Table of Contents
How are Personalized Ranking of Search Results Calculated at Google?
I wrote about an earlier version of this patent when it was still a patent application in 2012 in the post Google’s User Profile Personalization and Google Plus. This patent has been filed 4 times by Google and wasn’t granted until the fourth version, which I am writing about today.
The essential part of any patent is the claims section, which the patent office looks at when deciding whether to grant a patent.
The first version of the patent (Personalization of web search) was filed on September 30, 2003. It was initially given a nonfinal rejection based on similarities to patents from Microsoft, Utopy, and NEC USA.
Related Content:
The first three versions of the patent were abandoned by Google at the patent office, looking like they could not show how Google’s filing was different enough from other previously filed patents from other companies.
They are listed as earlier versions of this latest granted patent, a continuation patent, taking the filing dates of the earlier versions. So it is considered an updated version of the patent.
Here are the 3 earlier versions of this patent filing:
- Filed September 30, 2003 – Personalization of web search
- Filed May 12, 2010 – Personalization of Web Search Results Using Term, Category, and Link-Based User Profiles
- Filed November 11, 2011 – Personalization of Web Search Results Using Term, Category, and Link-Based User Profiles
The first claim from the 2003 version of the Personalization of Web Search patent reads like this:
1. A method of personalizing search results of a search engine, comprising: accessing a user profile for a user based on information about the user, the user information including information derived from a set of documents, the set of documents comprising a plurality of documents selected from the set consisting of documents identified by search results from the search engine, documents accessed by the user, documents linked to the documents identified by search results from the search engine, and documents linked to the documents accessed by the user;
– receiving a search query from the user;
– identifying a set of search result documents that match the search query; assigning a generic score to each of at least a plurality of the search result documents;
– assigning a personalized score to each document of the plurality of search result documents following the generic score assigned to the document and the user profile;
– and ranking the set of search result documents according to their personalized scores.

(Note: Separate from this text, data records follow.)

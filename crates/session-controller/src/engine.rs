//! Media Engine boundary.
//!
//! The engine owns the actual media plumbing (ICE, DTLS, SRTP, RTP
//! forwarding). The session controller only drives it through these traits.
//! Engine objects report asynchronous progress by pushing [`EngineEvent`]s
//! into the channel handed to [`EngineConnection::init`]; engine callbacks are
//! synchronous, so that channel is unbounded.

use common::signaling::{IceCandidate, SrtpSession};
use common::types::{PublisherId, SubscriberId};
use std::sync::Arc;
use tokio::sync::mpsc;

/// Negotiation state of an engine connection.
#[derive(Debug, Clone, Copy, PartialEq, Eq, Hash)]
pub enum ConnectionState {
    Initial,
    Started,
    Ready,
    Finished,
    Failed,
}

impl ConnectionState {
    /// Numeric status code reported by the engine.
    #[must_use]
    pub const fn code(&self) -> u16 {
        match self {
            ConnectionState::Initial => 101,
            ConnectionState::Started => 102,
            ConnectionState::Ready => 103,
            ConnectionState::Finished => 104,
            ConnectionState::Failed => 500,
        }
    }

    #[must_use]
    pub const fn as_str(&self) -> &'static str {
        match self {
            ConnectionState::Initial => "initial",
            ConnectionState::Started => "started",
            ConnectionState::Ready => "ready",
            ConnectionState::Finished => "finished",
            ConnectionState::Failed => "failed",
        }
    }
}

/// Asynchronous notification from an engine connection.
#[derive(Debug, Clone, PartialEq, Eq)]
pub enum EngineEvent {
    /// The connection moved to a new state.
    State(ConnectionState),
    /// Local session description is available (code 202).
    SdpReady(String),
    /// A local ICE candidate was gathered (code 201).
    Candidate(IceCandidate),
}

impl EngineEvent {
    /// Numeric status code reported by the engine.
    #[must_use]
    pub const fn code(&self) -> u16 {
        match self {
            EngineEvent::State(state) => state.code(),
            EngineEvent::Candidate(_) => 201,
            EngineEvent::SdpReady(_) => 202,
        }
    }

    /// Short name used in logs and metric labels.
    #[must_use]
    pub const fn as_str(&self) -> &'static str {
        match self {
            EngineEvent::State(state) => state.as_str(),
            EngineEvent::Candidate(_) => "candidate",
            EngineEvent::SdpReady(_) => "sdp_ready",
        }
    }
}

/// Parameters for a new engine connection.
#[derive(Debug, Clone, PartialEq, Eq)]
pub struct ConnectionOptions {
    pub audio: bool,
    pub video: bool,
    pub stun_server: String,
    pub stun_port: u16,
    /// Lower bound of the UDP port range (0 lets the engine choose).
    pub min_port: u16,
    /// Upper bound of the UDP port range (0 lets the engine choose).
    pub max_port: u16,
}

/// A WebRTC connection object inside the engine.
pub trait EngineConnection: Send + Sync {
    /// Start negotiation; progress is reported through `events`.
    fn init(&self, events: mpsc::UnboundedSender<EngineEvent>);

    fn set_remote_sdp(&self, sdp: &str);

    fn add_remote_candidate(&self, candidate: &IceCandidate);

    fn srtp_session(&self) -> Option<SrtpSession>;

    fn set_srtp_session(&self, session: &SrtpSession);

    fn current_state(&self) -> ConnectionState;

    /// Deliver periodic statistics documents (JSON text) to `listener`.
    fn set_stats_listener(&self, listener: mpsc::UnboundedSender<String>);
}

/// Fan-out forwarding resource: one publisher feeding many subscribers and
/// external outputs.
pub trait FanOut: Send + Sync {
    /// Wire a WebRTC publisher's audio and video receivers into the fan-out.
    fn set_publisher(&self, publisher: Arc<dyn EngineConnection>);

    /// Wire an external input as the media source.
    fn set_external_publisher(&self, input: Arc<dyn ExternalInput>);

    fn add_subscriber(&self, subscriber_id: &SubscriberId, subscriber: Arc<dyn EngineConnection>);

    fn remove_subscriber(&self, subscriber_id: &SubscriberId);

    fn add_external_output(&self, url: &str, output: Arc<dyn ExternalOutput>);

    fn remove_external_output(&self, url: &str);

    fn publisher_state(&self) -> ConnectionState;

    /// Ask the publisher for a full intra frame.
    fn send_fir(&self);

    /// Tear down the fan-out, its publisher, every attached subscriber and
    /// external output.
    fn close(&self);
}

/// Ingest from a URL (e.g. RTSP).
pub trait ExternalInput: Send + Sync {
    /// Returns a negative code on failure.
    fn init(&self) -> i32;
}

/// Recording or re-streaming sink. Torn down by the fan-out it is attached to.
pub trait ExternalOutput: Send + Sync {
    /// Returns a negative code on failure.
    fn init(&self) -> i32;
}

/// Factory for engine objects.
pub trait MediaEngine: Send + Sync {
    fn create_connection(&self, options: ConnectionOptions) -> Arc<dyn EngineConnection>;

    fn create_fan_out(&self, publisher_id: &PublisherId) -> Arc<dyn FanOut>;

    fn create_external_input(&self, url: &str) -> Arc<dyn ExternalInput>;

    fn create_external_output(&self, url: &str) -> Arc<dyn ExternalOutput>;
}

#[cfg(test)]
mod tests {
    use super::*;

    #[test]
    fn test_event_codes_match_engine_status_codes() {
        assert_eq!(EngineEvent::State(ConnectionState::Initial).code(), 101);
        assert_eq!(EngineEvent::State(ConnectionState::Ready).code(), 103);
        assert_eq!(EngineEvent::State(ConnectionState::Failed).code(), 500);
        assert_eq!(
            EngineEvent::Candidate(IceCandidate::new("audio", "c")).code(),
            201
        );
        assert_eq!(EngineEvent::SdpReady(String::new()).code(), 202);
    }
}
//! Actor implementation of the room coordinator.
//!
//! ```text
//! Coordinator (one per room)
//! ├── owns publisher / subscriber / external-output registries
//! ├── keepalive ticker (direct pings, bypassing outboxes)
//! └── one Outbox per worker in use (ordered worker calls)
//! ```
//!
//! # Modules
//!
//! - [`coordinator`] - `Coordinator` and its handle
//! - [`messages`] - Message and state snapshot types

pub mod coordinator;
pub mod messages;

pub use coordinator::{Coordinator, CoordinatorHandle};
pub use messages::{CoordinatorMessage, PublisherInfo, RoomState, SubscribeOptions};
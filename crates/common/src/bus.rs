//! Collaborator boundaries of the control plane.
//!
//! The coordinator never talks to a worker process directly. Every call goes
//! through one of these traits, which a deployment backs with its Message Bus
//! and Worker Process Manager. `session_controller::LocalCluster` backs all of
//! them in-process.
//!
//! # Architecture
//!
//! ```text
//! Coordinator
//!     |-- WorkerAgent   (createWorker / deleteWorker, queue "WorkerAgent")
//!     `-- WorkerClient  (one queue per worker, "SessionController_<id>")
//!             `-- Session Controller
//!                     `-- StatsCollector (optional side channel)
//! ```

use crate::error::BusError;
use crate::signaling::{InitStatus, SignalingContext, SignalingMessage, SignalingStream, SrtpSession};
use crate::types::{PublisherId, SubscriberId, WorkerId};
use serde::{Deserialize, Serialize};

/// Worker Process Manager operations.
#[async_trait::async_trait]
pub trait WorkerAgent: Send + Sync {
    /// Start a worker for `publisher_id` and return its id.
    async fn create_worker(&self, publisher_id: &PublisherId) -> Result<WorkerId, BusError>;

    /// Stop a worker. Stopping a worker that already exited succeeds.
    async fn delete_worker(&self, worker_id: &WorkerId) -> Result<(), BusError>;
}

/// Calls the coordinator issues against a worker's queue.
///
/// Methods returning `Option` yield `None` when the worker ignored the call
/// (duplicate or unknown id).
#[async_trait::async_trait]
pub trait WorkerClient: Send + Sync {
    /// Liveness probe.
    async fn keep_alive(&self, worker_id: &WorkerId) -> Result<bool, BusError>;

    async fn add_publisher(
        &self,
        worker_id: &WorkerId,
        publisher_id: &PublisherId,
    ) -> Result<Option<SignalingStream>, BusError>;

    async fn add_external_input(
        &self,
        worker_id: &WorkerId,
        publisher_id: &PublisherId,
        url: &str,
    ) -> Result<Option<InitStatus>, BusError>;

    async fn add_external_output(
        &self,
        worker_id: &WorkerId,
        publisher_id: &PublisherId,
        url: &str,
    ) -> Result<(), BusError>;

    async fn remove_external_output(
        &self,
        worker_id: &WorkerId,
        publisher_id: &PublisherId,
        url: &str,
    ) -> Result<(), BusError>;

    /// Read SRTP material of a publisher connection, or of one of its
    /// subscriber connections when `peer_id` is given.
    async fn get_srtp_session(
        &self,
        worker_id: &WorkerId,
        publisher_id: &PublisherId,
        peer_id: Option<&SubscriberId>,
    ) -> Result<Option<SrtpSession>, BusError>;

    /// Rebuild a publisher from a migration context.
    async fn move_publisher(
        &self,
        worker_id: &WorkerId,
        publisher_id: &PublisherId,
        context: SignalingContext,
    ) -> Result<Option<SignalingStream>, BusError>;

    async fn add_subscriber(
        &self,
        worker_id: &WorkerId,
        subscriber_id: &SubscriberId,
        publisher_id: &PublisherId,
        audio: bool,
        video: bool,
    ) -> Result<Option<SignalingStream>, BusError>;

    async fn process_signaling(
        &self,
        worker_id: &WorkerId,
        stream_id: &PublisherId,
        peer_id: Option<&SubscriberId>,
        message: SignalingMessage,
    ) -> Result<(), BusError>;

    async fn remove_publisher(
        &self,
        worker_id: &WorkerId,
        publisher_id: &PublisherId,
    ) -> Result<(), BusError>;

    async fn remove_subscriber(
        &self,
        worker_id: &WorkerId,
        subscriber_id: &SubscriberId,
        publisher_id: &PublisherId,
    ) -> Result<(), BusError>;
}

/// One statistics sample of a connection.
#[derive(Debug, Clone, PartialEq, Serialize, Deserialize)]
pub struct ConnectionStats {
    /// Publisher the connection belongs to.
    #[serde(rename = "pub")]
    pub publisher_id: PublisherId,
    /// Subscriber owning the connection, absent for the publisher's own.
    #[serde(rename = "subs", skip_serializing_if = "Option::is_none", default)]
    pub subscriber_id: Option<SubscriberId>,
    /// Engine-provided statistics document.
    pub stats: serde_json::Value,
}

/// Receiver of the optional statistics side channel.
#[async_trait::async_trait]
pub trait StatsCollector: Send + Sync {
    /// Deliver one sample to `queue`.
    async fn report(&self, queue: &str, stats: ConnectionStats) -> Result<(), BusError>;
}
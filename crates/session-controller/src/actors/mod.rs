//! Actor implementation of the session controller.
//!
//! ```text
//! SessionController (one per worker process)
//! ├── owns publisher / subscriber / external-output registries
//! └── spawns N ConnectionActors
//!     ├── publisher connection (opens the publisher's readiness gate)
//!     └── subscriber connections (request one keyframe once ready)
//! ```
//!
//! # Modules
//!
//! - [`controller`] - `SessionController` and its handle
//! - [`connection`] - `ConnectionActor` driving one engine connection
//! - [`messages`] - Message and status types

pub mod connection;
pub mod controller;
pub mod messages;

pub use controller::{SessionController, SessionControllerHandle};
pub use messages::{PublisherStatus, SessionMessage, SubscriberStatus, WorkerStatus};
//! Keyframe request timing for new subscribers.
//!
//! A subscriber that joins mid-stream cannot decode anything until the
//! publisher sends an intra frame. Once both the subscriber connection and
//! its publisher are READY, exactly one FIR is sent through the publisher's
//! fan-out. Readiness of the publisher is published through a
//! [`ReadinessGate`]; the subscriber side waits on it and gives up if the
//! subscriber is removed first.

use crate::engine::FanOut;
use crate::observability;

use common::types::{PublisherId, SubscriberId};
use std::sync::Arc;
use tokio::sync::watch;
use tokio::task::JoinHandle;
use tokio_util::sync::CancellationToken;
use tracing::{debug, info};

/// Publisher readiness flag shared between the publisher's connection actor
/// (which opens it) and waiting subscribers.
#[derive(Debug, Clone)]
pub struct ReadinessGate {
    sender: Arc<watch::Sender<bool>>,
}

impl ReadinessGate {
    #[must_use]
    pub fn new() -> Self {
        let (sender, _) = watch::channel(false);
        Self {
            sender: Arc::new(sender),
        }
    }

    /// Open the gate. Idempotent.
    pub fn mark_ready(&self) {
        self.sender.send_replace(true);
    }

    #[must_use]
    pub fn is_ready(&self) -> bool {
        *self.sender.borrow()
    }

    #[must_use]
    pub fn subscribe(&self) -> watch::Receiver<bool> {
        self.sender.subscribe()
    }
}

impl Default for ReadinessGate {
    fn default() -> Self {
        Self::new()
    }
}

/// Outcome of a keyframe wait.
#[derive(Debug, Clone, Copy, PartialEq, Eq)]
pub enum KeyframeOutcome {
    Sent,
    Cancelled,
    /// The publisher went away before becoming ready.
    PublisherGone,
}

/// Spawn the wait for `publisher_ready`, then send one FIR.
///
/// Call once the subscriber connection itself is READY.
pub fn spawn_keyframe_request(
    publisher_id: PublisherId,
    subscriber_id: SubscriberId,
    mut publisher_ready: watch::Receiver<bool>,
    fan_out: Arc<dyn FanOut>,
    cancel_token: CancellationToken,
) -> JoinHandle<KeyframeOutcome> {
    tokio::spawn(async move {
        let outcome = tokio::select! {
            biased;
            () = cancel_token.cancelled() => KeyframeOutcome::Cancelled,
            ready = publisher_ready.wait_for(|ready| *ready) => match ready {
                Ok(_) => KeyframeOutcome::Sent,
                Err(_) => KeyframeOutcome::PublisherGone,
            },
        };

        match outcome {
            KeyframeOutcome::Sent => {
                info!(
                    target: "sfu.session.keyframe",
                    publisher_id = %publisher_id,
                    subscriber_id = %subscriber_id,
                    "Sending FIR"
                );
                fan_out.send_fir();
                observability::record_keyframe_request();
            }
            KeyframeOutcome::Cancelled | KeyframeOutcome::PublisherGone => {
                debug!(
                    target: "sfu.session.keyframe",
                    publisher_id = %publisher_id,
                    subscriber_id = %subscriber_id,
                    outcome = ?outcome,
                    "Keyframe request abandoned"
                );
            }
        }

        outcome
    })
}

From the second version of the patent application filed in 2011, here is the first claim of the patent describing how it works:
2. A computer-implemented method, comprising: accessing a user profile for a user and a group profile for the user; receiving a search query from the user;
– identifying a set of generic search result documents that match the search query; assigning a generic score to each document of at least a subset of the set of generic search result documents;
– assigning a personalized score to each document of the subset of search result documents following the generic score assigned to the document, the user profile, and the group profile;
– ranking the subset of search result documents per their respective personalized scores;
– providing, to a client system associated with the user, information identifying a plurality of documents in the ranked subset of search result documents;
– and updating the user profile based on a document selected by the user from the plurality of documents.
Here is the first claim from the recently granted version of the patent granted in November 2020:
1. A method of personalizing search results of a search engine, the method comprising:
– accessing a user profile for a user, wherein the user profile is based at least in part on information about the user, the user profile including information derived from a set of documents, the set of documents including documents identified by search results from the search engine, documents accessed by the user, documents linked to documents identified by search results from the search engine, and documents linked to the user accessed documents; receiving a search query from the user;
– identifying a set of documents in response to the search query, each document is associated with a generic score that is independent of the user profile;
– assigning a personalized score to each of at least a subset of the identified set of documents, the personalized score being based, at least in part, on the user profile;
– and determining a final score for each document in the subset of the identified set of documents, the final score being a function of the personalized score for the document, the generic score associated with the document, and a confidence score accounting for one or more of: a quantity of information acquired about the user, how closely the search query matches the user profile, and an age of the user profile;
– and providing, following the final scores, results identifying at least a subset of the identified set of documents to a client system associated with the user, wherein providing the results includes providing at least one result based at least in part on the personalized score for the corresponding document and providing other results of the obtained search results under the generic scores for the documents corresponding to the other results but independent of the user profile.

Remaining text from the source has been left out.